There is nothing wrong with genetically modified seeds if it is done locally by African universities to withstand diseases, last longer and grow abundantly faster. But if these seeds are modified by Monsanto in Europe or America and sold at international prices to our farmers, our staple meals at home have been displaced! Farmers in Indian had to mortgage their land to keep buying seeds from international corporations only to lose their only possession to banks as collateral. This is what is happening in Africa as we mortgage our future to Europe, America, and Asia as we believe in ready-made imports.

God gives us our Daily Bread but not from foreign grains. Bread is made from wheat which is not indigenous to our land.  We have yams, beans, millet, corn, and cassava later that had been our staple food. The rich businessmen have always traded with the Europeans as middlemen that distribute goods and services made abroad or assembled in Africa. Even the canned food like fish that are caught in our waters, bought cheap (like cocoa and coffee), canned overseas and sent back to us as exotic food.

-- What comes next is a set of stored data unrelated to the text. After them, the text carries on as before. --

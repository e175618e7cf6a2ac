use alloy::primitives::{Address, TxHash, U256};
use alloy::providers::DynProvider;
use alloy::sol;
use async_trait::async_trait;
use tracing::debug;

use crate::error::GatewayError;
use crate::models::token::Token;
use crate::models::wallet::WalletConnection;
use crate::traits::gateway::TokenGateway;

sol! {
    /// Mint-and-read surface shared by both FlashCoin contracts.
    #[sol(rpc)]
    interface FlashToken {
        /// Mints `amount` raw units to `to`.
        function mint(address to, uint256 amount) external;

        /// Returns the raw token balance of `account`.
        function balanceOf(address account) external view returns (uint256);
    }
}

/// [`TokenGateway`] backed by an injected chain-RPC connection.
///
/// The provider is passed in by the caller (wallet-carrying for writes,
/// read-only otherwise) rather than read from any process-wide
/// configuration. Contract instances are built from
/// [`Token::contract_address`] on every call, so the token decides the
/// address and nothing else can.
pub struct RpcTokenGateway {
    provider: DynProvider,
    wallet: WalletConnection,
}

impl RpcTokenGateway {
    /// Create a gateway over `provider`, guarded by `wallet`.
    pub fn new(provider: DynProvider, wallet: WalletConnection) -> Self {
        Self { provider, wallet }
    }
}

/// Sort a provider error into the gateway taxonomy.
///
/// Wallet refusals (JSON-RPC 4001) surface as "user rejected" /
/// "user denied" message text; everything else is a transport or node
/// failure.
fn classify(reason: String) -> GatewayError {
    let lower = reason.to_lowercase();
    if lower.contains("rejected") || lower.contains("denied") {
        GatewayError::WalletRejected
    } else {
        GatewayError::Rpc(reason)
    }
}

#[async_trait]
impl TokenGateway for RpcTokenGateway {
    async fn mint(
        &self,
        token: Token,
        recipient: Address,
        amount: U256,
    ) -> Result<TxHash, GatewayError> {
        if !self.wallet.is_connected() {
            return Err(GatewayError::NotConnected);
        }

        let contract = FlashToken::new(token.contract_address(), self.provider.clone());
        // Fire and forget: return once the call is dispatched, without
        // waiting for confirmation.
        let pending = contract
            .mint(recipient, amount)
            .send()
            .await
            .map_err(|e| classify(e.to_string()))?;

        let hash = *pending.tx_hash();
        debug!(%token, %recipient, %amount, %hash, "mint dispatched");
        Ok(hash)
    }

    async fn balance_of(&self, token: Token, account: Address) -> Result<U256, GatewayError> {
        if !self.wallet.is_connected() {
            return Err(GatewayError::NotConnected);
        }

        let contract = FlashToken::new(token.contract_address(), self.provider.clone());
        contract
            .balanceOf(account)
            .call()
            .await
            .map_err(|e| classify(e.to_string()))
    }
}
//! Mint dispatch for the selected token

use std::sync::Arc;

use alloy::primitives::TxHash;
use tokio::sync::RwLock;
use tracing::info;

use crate::amount;
use crate::error::GatewayError;
use crate::models::token::Token;
use crate::models::wallet::WalletConnection;
use crate::traits::gateway::TokenGateway;

/// Dispatches mints of the currently selected token.
///
/// Every mint is exactly one whole token unit (`10^decimals` raw units)
/// to the connected account; there is no user-specified amount. Minting
/// does not force a balance refresh; the poller's fixed cadence
/// surfaces the new balance within one period.
pub struct Minter {
    gateway: Arc<dyn TokenGateway>,
    wallet: WalletConnection,
    selected: RwLock<Token>,
}

impl Minter {
    /// Create a minter with an explicit initial selection.
    pub fn new(gateway: Arc<dyn TokenGateway>, wallet: WalletConnection, initial: Token) -> Self {
        Self {
            gateway,
            wallet,
            selected: RwLock::new(initial),
        }
    }

    /// Change the selected token.
    pub async fn select(&self, token: Token) {
        *self.selected.write().await = token;
        info!(%token, "token selected");
    }

    /// Currently selected token.
    pub async fn selected(&self) -> Token {
        *self.selected.read().await
    }

    /// Mint one whole unit of the selected token to the connected
    /// account.
    ///
    /// Fails with [`GatewayError::NotConnected`] before any network call
    /// when no account is present. Returns the submitted transaction
    /// hash without waiting for confirmation.
    pub async fn mint(&self) -> Result<TxHash, GatewayError> {
        let account = self.wallet.account().ok_or(GatewayError::NotConnected)?;
        let token = self.selected().await;
        let raw = amount::one_unit(token.decimals());

        let hash = self.gateway.mint(token, account, raw).await?;
        info!(%token, %account, %hash, "minted one {}", token.name());
        Ok(hash)
    }
}
//! Data models for the FlashCoin tracker

pub mod balance;
pub mod token;
pub mod wallet;

// Re-export for convenience
pub use balance::{BalanceBook, BalanceSnapshot, BalanceState};
pub use token::{Token, WatchAssetOptions, WatchAssetParams};
pub use wallet::WalletConnection;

Case in point. Maize as (mieliepap/kuku) staple food or those of us that eat different garri may not notice the difference as Eba on the table. Yet people prefer to pay more for one type of garri. This is not only in Nigeria, Ghana, East or South Africa but also in Europe and America. What a difference a few decades make. Before maize and garri became readily available in Europe and America, we used to substitute maize or garri with wheatlet. Pounded yam was substituted with mashed potatoes mixed with a biscuit. Can anyone from those days believe that some Africans now use wheatlet instead of the real garri, yam, corn, maize, and millet in Africa? We even rejected cassava bread!

If anyone is wondering where this mentality for excessive profit to satisfy exotic tastes comes from, check the salary of politicians and money made by their cronies from inflated contracts that are hardly completed. Our poor cannot have the same spending power as Europeans and Americans since our local economy cannot bear it. It is the African privileged class that wants the same spending power or more than those overseas so that they can buy whatever, anywhere. But based on the African economy?

Kwame Nkrumah first tried Cocoa Cartel to increase the spending power of cocoa farmers, rather than farmers begging for necessities which is more common in developing countries. He tried to control the supply and price of cocoa so that African and South American farmers could make more money from giant international companies like Kisses producer Hershey Co., M&Ms and Snickers bars-maker Mars Inc. or Mondelez International Inc. producer of Cadbury Dairy Milk bars and Oreo cookies.

Our politicians must fight to increase the spending power of Africans, not exploit them like foreign companies that never earned foreign income for Africa. Despite the threat of alternate sources of cocoa, Ivory Coast and Ghana, producers of more than 60% of the world’s cocoa have banded together to form their own cartel that Nkrumah tried before the Organization of Petroleum Exporting Countries. According to the World Bank, 80% of cocoa producers, or four million people and their families, live on less than $3 a day.

There is more work to be done to free ourselves from our induced exotic tastes.